REQUIREMENT: Search the data below for the word "application" and report how many lines contain it, with no added words.
:: DATA SHOWN
//! Error types for BiblioFlow server

use axum::{
    extract::rejection::{JsonRejection, PathRejection, QueryRejection},
    http::StatusCode,
    response::{IntoResponse, Response},
    Json,
};
use serde::Serialize;
use thiserror::Error;

/// Symbolic error codes carried in every error body
#[derive(Debug, Clone, Copy, PartialEq, Eq)]
#[repr(u32)]
pub enum ErrorCode {
    Failure = 1,
    DbFailure = 2,
    NotFound = 3,
    Conflict = 4,
    BadValue = 5,
}

/// Main application error type
#[derive(Error, Debug)]
pub enum AppError {
    #[error("Not found: {0}")]
    NotFound(String),

    #[error("Validation error: {0}")]
    Validation(String),

    #[error("Database error: {0}")]
    Database(#[from] sqlx::Error),

    #[error("Conflict: {0}")]
    Conflict(String),

    #[error("Bad request: {0}")]
    BadRequest(String),

    #[error("Internal server error: {0}")]
    Internal(String),
}

/// Error response body
#[derive(Serialize, utoipa::ToSchema)]
pub struct ErrorResponse {
    pub code: u32,
    pub error: String,
    pub message: String,
}

impl AppError {
    fn parts(&self) -> (StatusCode, ErrorCode, String) {
        match self {
            AppError::NotFound(msg) => (StatusCode::NOT_FOUND, ErrorCode::NotFound, msg.clone()),
            AppError::Validation(msg) => (StatusCode::BAD_REQUEST, ErrorCode::BadValue, msg.clone()),
            AppError::Database(e) => {
                tracing::error!("Database error: {:?}", e);
                (
                    StatusCode::INTERNAL_SERVER_ERROR,
                    ErrorCode::DbFailure,
                    "Database error".to_string(),
                )
            }
            AppError::Conflict(msg) => (StatusCode::CONFLICT, ErrorCode::Conflict, msg.clone()),
            AppError::BadRequest(msg) => (StatusCode::BAD_REQUEST, ErrorCode::BadValue, msg.clone()),
            AppError::Internal(msg) => {
                tracing::error!("Internal error: {}", msg);
                (
                    StatusCode::INTERNAL_SERVER_ERROR,
                    ErrorCode::Failure,
                    "Internal server error".to_string(),
                )
            }
        }
    }
}

impl IntoResponse for AppError {
    fn into_response(self) -> Response {
        let (status, code, message) = self.parts();

        let body = Json(ErrorResponse {
            code: code as u32,
            error: format!("{:?}", code),
            message,
        });

        (status, body).into_response()
    }
}

impl From<validator::ValidationErrors> for AppError {
    /// Flattens every failing field into `field: message; field: message`.
    /// Struct-level failures are reported without a field prefix.
    fn from(errors: validator::ValidationErrors) -> Self {
        let mut parts: Vec<String> = errors
            .field_errors()
            .into_iter()
            .flat_map(|(field, errs)| {
                let field = field.to_string();
                errs.iter().map(move |e| {
                    let message = e
                        .message
                        .as_ref()
                        .map(|m| m.to_string())
                        .unwrap_or_else(|| e.code.to_string());
                    if field == "__all__" {
                        message
                    } else {
                        format!("{}: {}", field, message)
                    }
                })
            })
            .collect();
        parts.sort();
        AppError::Validation(parts.join("; "))
    }
}

impl From<JsonRejection> for AppError {
    /// Well-formed JSON of the wrong shape is a validation failure;
    /// anything else (bad syntax, wrong content type) is a bad request.
    fn from(rejection: JsonRejection) -> Self {
        match rejection {
            JsonRejection::JsonDataError(e) => AppError::Validation(e.body_text()),
            other => AppError::BadRequest(other.body_text()),
        }
    }
}

impl From<PathRejection> for AppError {
    fn from(rejection: PathRejection) -> Self {
        AppError::BadRequest(rejection.body_text())
    }
}

impl From<QueryRejection> for AppError {
    fn from(rejection: QueryRejection) -> Self {
        AppError::Validation(rejection.body_text())
    }
}

/// Result type alias for application operations
pub type AppResult<T> = Result<T, AppError>;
::::
OUTPUT FOR THIS TASK: 2